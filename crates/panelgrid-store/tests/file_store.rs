//! `JsonFileStore` persistence across reopen, corruption, and versioning.

use panelgrid_layout::ids;
use panelgrid_store::{
    FILE_FORMAT_VERSION, JsonFileStore, KeyValueStore, LayoutStore, LegacyAliases, StorageKeys,
    StoreError,
};
use pretty_assertions::assert_eq;

#[test]
fn missing_file_opens_empty() {
    let dir = tempfile::tempdir().unwrap();
    let store = JsonFileStore::open(dir.path().join("layout.json")).unwrap();
    assert!(store.entries().is_empty());
    assert_eq!(store.get("anything"), Ok(None));
}

#[test]
fn writes_survive_reopen() {
    let dir = tempfile::tempdir().unwrap();
    let path = dir.path().join("layout.json");
    {
        let backend = JsonFileStore::open(&path).unwrap();
        let mut store = LayoutStore::new(backend, StorageKeys::default())
            .with_aliases(LegacyAliases::dashboard_defaults());
        store
            .write_order(&ids(["dashboard-today", "dashboard-kpis"]))
            .unwrap();
        store.write_mode(true).unwrap();
    }

    let reopened = JsonFileStore::open(&path).unwrap();
    let store = LayoutStore::new(reopened, StorageKeys::default());
    assert_eq!(store.read_order(), ids(["dashboard-today", "dashboard-kpis"]));
    assert!(store.read_mode());
    assert_eq!(
        store.backend().get("dashboard.widgets.order").unwrap().as_deref(),
        Some(r#"["today","kpis"]"#)
    );
    assert!(!path.with_extension("json.tmp").exists());
}

#[test]
fn remove_persists() {
    let dir = tempfile::tempdir().unwrap();
    let path = dir.path().join("layout.json");
    let mut store = JsonFileStore::open(&path).unwrap();
    store.set("k", "v").unwrap();
    assert_eq!(store.remove("k"), Ok(true));
    assert_eq!(store.remove("k"), Ok(false));
    let reopened = JsonFileStore::open(&path).unwrap();
    assert!(reopened.entries().is_empty());
}

#[test]
fn corrupt_file_is_an_error() {
    let dir = tempfile::tempdir().unwrap();
    let path = dir.path().join("layout.json");
    std::fs::write(&path, "{ not json").unwrap();
    assert!(matches!(
        JsonFileStore::open(&path),
        Err(StoreError::Corrupt { .. })
    ));
}

#[test]
fn unknown_version_is_rejected() {
    let dir = tempfile::tempdir().unwrap();
    let path = dir.path().join("layout.json");
    std::fs::write(&path, r#"{ "version": 99, "entries": {} }"#).unwrap();
    assert_eq!(
        JsonFileStore::open(&path).unwrap_err(),
        StoreError::UnsupportedVersion {
            found: 99,
            expected: FILE_FORMAT_VERSION
        }
    );
}

#[test]
fn failed_flush_leaves_entries_unchanged() {
    let dir = tempfile::tempdir().unwrap();
    let path = dir.path().join("missing-dir").join("layout.json");
    let mut store = JsonFileStore::open(&path).unwrap();
    assert!(matches!(store.set("k", "v"), Err(StoreError::Io(_))));
    assert_eq!(store.get("k"), Ok(None));
}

------------------------------------

**WHAT THIS TASK INVOLVES**
Line by line, output the records exactly as given.

**TASK OUTPUT**
filename crates/panelgrid-store/tests/file_store.rs
//! `JsonFileStore` persistence across reopen, corruption, and versioning.

use panelgrid_layout::ids;
use panelgrid_store::{
    FILE_FORMAT_VERSION, JsonFileStore, KeyValueStore, LayoutStore, LegacyAliases, StorageKeys,
    StoreError,
};
use pretty_assertions::assert_eq;

#[test]
fn missing_file_opens_empty() {
    let dir = tempfile::tempdir().unwrap();
    let store = JsonFileStore::open(dir.path().join("layout.json")).unwrap();
    assert!(store.entries().is_empty());
    assert_eq!(store.get("anything"), Ok(None));
}

#[test]
fn writes_survive_reopen() {
    let dir = tempfile::tempdir().unwrap();
    let path = dir.path().join("layout.json");
    {
        let backend = JsonFileStore::open(&path).unwrap();
        let mut store = LayoutStore::new(backend, StorageKeys::default())
            .with_aliases(LegacyAliases::dashboard_defaults());
        store
            .write_order(&ids(["dashboard-today", "dashboard-kpis"]))
            .unwrap();
        store.write_mode(true).unwrap();
    }

    let reopened = JsonFileStore::open(&path).unwrap();
    let store = LayoutStore::new(reopened, StorageKeys::default());
    assert_eq!(store.read_order(), ids(["dashboard-today", "dashboard-kpis"]));
    assert!(store.read_mode());
    assert_eq!(
        store.backend().get("dashboard.widgets.order").unwrap().as_deref(),
        Some(r#"["today","kpis"]"#)
    );
    assert!(!path.with_extension("json.tmp").exists());
}

#[test]
fn remove_persists() {
    let dir = tempfile::tempdir().unwrap();
    let path = dir.path().join("layout.json");
    let mut store = JsonFileStore::open(&path).unwrap();
    store.set("k", "v").unwrap();
    assert_eq!(store.remove("k"), Ok(true));
    assert_eq!(store.remove("k"), Ok(false));
    let reopened = JsonFileStore::open(&path).unwrap();
    assert!(reopened.entries().is_empty());
}

#[test]
fn corrupt_file_is_an_error() {
    let dir = tempfile::tempdir().unwrap();
    let path = dir.path().join("layout.json");
    std::fs::write(&path, "{ not json").unwrap();
    assert!(matches!(
        JsonFileStore::open(&path),
        Err(StoreError::Corrupt { .. })
    ));
}

#[test]
fn unknown_version_is_rejected() {
    let dir = tempfile::tempdir().unwrap();
    let path = dir.path().join("layout.json");
    std::fs::write(&path, r#"{ "version": 99, "entries": {} }"#).unwrap();
    assert_eq!(
        JsonFileStore::open(&path).unwrap_err(),
        StoreError::UnsupportedVersion {
            found: 99,
            expected: FILE_FORMAT_VERSION
        }
    );
}

#[test]
fn failed_flush_leaves_entries_unchanged() {
    let dir = tempfile::tempdir().unwrap();
    let path = dir.path().join("missing-dir").join("layout.json");
    let mut store = JsonFileStore::open(&path).unwrap();
    assert!(matches!(store.set("k", "v"), Err(StoreError::Io(_))));
    assert_eq!(store.get("k"), Ok(None));
}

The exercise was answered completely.